GDP Quarterly National Accounts: Quality and Methodology Information

Information for quarterly gross domestic product (GDP) statistics, introducing the data sources and methods used and the strengths and limitations of the data.

Accuracy and reliability

The degree of closeness between an estimate and the true value.

The accuracy of GDP (i.e. how close is an estimate to the true value) is almost impossible to assess because it is based on a large number of data sources which each have their own margins of error, and there is no single ‘true’ data source for GDP. Instead, other dimensions of statistical quality are usually monitored to assess the statistics. In particular, timeliness and reliability are highly valued.

The reliability of GDP statistics is usually determined by how much initial estimates are revised over time. If revisions are too large then the value of the statistics is reduced. The timeliness of GDP statistics is particularly important for guiding and evaluating economic policy and the behaviour of people and businesses. There is therefore a careful balance which must be achieved between ensuring that the results published as early as possible with adequate reliability.

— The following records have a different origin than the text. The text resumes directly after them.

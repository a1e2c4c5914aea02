//! WebSocket client connection using `tokio-tungstenite`.

use std::io;
use std::sync::atomic::{AtomicU64, Ordering};

use futures_util::stream::{SplitSink, SplitStream};
use futures_util::{SinkExt, StreamExt};
use tokio::net::TcpStream;
use tokio::sync::Mutex;
use tokio_tungstenite::tungstenite::client::IntoClientRequest;
use tokio_tungstenite::tungstenite::http::HeaderValue;
use tokio_tungstenite::tungstenite::{Error as WsError, Message};
use tokio_tungstenite::{MaybeTlsStream, WebSocketStream};

use crate::{Connection, ConnectionId, TransportError};

/// Counter for generating unique connection IDs.
static NEXT_CONNECTION_ID: AtomicU64 = AtomicU64::new(1);

type WsStream = WebSocketStream<MaybeTlsStream<TcpStream>>;

/// Browser-like headers; the live-event servers reject bare clients.
const USER_AGENT: &str = "Mozilla/5.0 (Windows NT 10.0; Win64; x64) \
    AppleWebKit/537.36 (KHTML, like Gecko) Chrome/109.0.0.0 Safari/537.36";
const ORIGIN: &str = "https://live.bilibili.com";

/// A single outbound WebSocket connection.
///
/// The stream is split in two halves behind separate locks: the inbound
/// loop parks inside `recv` holding only the read half, so the heartbeat
/// task can still take the write half.
pub struct WebSocketConnection {
    id: ConnectionId,
    sink: Mutex<SplitSink<WsStream, Message>>,
    stream: Mutex<SplitStream<WsStream>>,
}

impl WebSocketConnection {
    /// Opens a WebSocket connection to `url` (`ws://` or `wss://`).
    pub async fn connect(url: &str) -> Result<Self, TransportError> {
        let mut request =
            url.into_client_request()
                .map_err(|e| TransportError::InvalidUrl {
                    url: url.to_string(),
                    reason: e.to_string(),
                })?;
        let headers = request.headers_mut();
        headers.insert("User-Agent", HeaderValue::from_static(USER_AGENT));
        headers.insert("Origin", HeaderValue::from_static(ORIGIN));

        let (ws, _response) = tokio_tungstenite::connect_async(request)
            .await
            .map_err(|e| TransportError::Connect {
                url: url.to_string(),
                source: io::Error::new(io::ErrorKind::ConnectionRefused, e),
            })?;

        let id = ConnectionId::new(
            NEXT_CONNECTION_ID.fetch_add(1, Ordering::Relaxed),
        );
        tracing::info!(%id, url, "WebSocket connection established");

        let (sink, stream) = ws.split();
        Ok(Self {
            id,
            sink: Mutex::new(sink),
            stream: Mutex::new(stream),
        })
    }
}

impl Connection for WebSocketConnection {
    type Error = TransportError;

    async fn send(&self, data: &[u8]) -> Result<(), Self::Error> {
        let msg = Message::Binary(data.to_vec().into());
        self.sink.lock().await.send(msg).await.map_err(send_error)
    }

    async fn recv(&self) -> Result<Option<Vec<u8>>, Self::Error> {
        let mut stream = self.stream.lock().await;
        loop {
            match stream.next().await {
                Some(Ok(Message::Binary(data))) => {
                    return Ok(Some(data.into()));
                }
                Some(Ok(Message::Text(text))) => {
                    return Ok(Some(text.as_bytes().to_vec()));
                }
                Some(Ok(Message::Close(frame))) => {
                    tracing::debug!(id = %self.id, ?frame, "server closed connection");
                    return Ok(None);
                }
                None => return Ok(None),
                Some(Ok(_)) => continue, // ping/pong/raw frame
                Some(Err(e)) => {
                    return Err(TransportError::Receive(io::Error::new(
                        io::ErrorKind::ConnectionReset,
                        e,
                    )));
                }
            }
        }
    }

    async fn close(&self) -> Result<(), Self::Error> {
        match self.sink.lock().await.close().await {
            // Closing twice, or after the server hung up, is fine.
            Err(WsError::AlreadyClosed | WsError::ConnectionClosed) => Ok(()),
            other => other.map_err(send_error),
        }
    }

    fn id(&self) -> ConnectionId {
        self.id
    }
}

fn send_error(e: WsError) -> TransportError {
    match e {
        WsError::AlreadyClosed | WsError::ConnectionClosed => {
            TransportError::Closed(e.to_string())
        }
        other => TransportError::Send(io::Error::new(
            io::ErrorKind::BrokenPipe,
            other,
        )),
    }
}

Expectations of accuracy and reliability in early estimates are often too high, and revisions are an inevitable consequence of this trade-off between timeliness and accuracy.

Analysis published alongside Scotland’s GDP in the past showed that that headline growth rates in the statistics are typically revised, on average, by around plus or minus 0.1 percentage points in the quarter following their initial release, and by around plus or minus 0.2 percentage points over the course of the next year. Occasionally there have been much larger revisions introduced to the statistics due to methodology improvements or changes to data sources.

Similar statistics for the UK and OECD members demonstrate that this scale of revisions is normal by international standards. Internationally, the OECD publishes similar analysis of revisions of quarterly GDP in selected countries. This analysis shows that, on average amongst the 18 countries considered, GDP growth rates are revised by +/- 0.18 percentage points between first estimates and the result published five months later, and by +/- 0.3 percentage points by one year later. There is considerable variation in the scale of revisions between the countries selected.

Very few statistical revisions arise as a result of errors in the popular sense of the word. All estimates, by definition, are subject to statistical "error". In this context the word refers to the uncertainty inherent in any process or calculation that uses sampling, estimation or modelling. Most revisions reflect either the adoption of new statistical techniques or the incorporation of new information, which allows the statistical error of previous estimates to be reduced. Only rarely are there avoidable errors such as human or system failures and such mistakes are made clear when they do occur.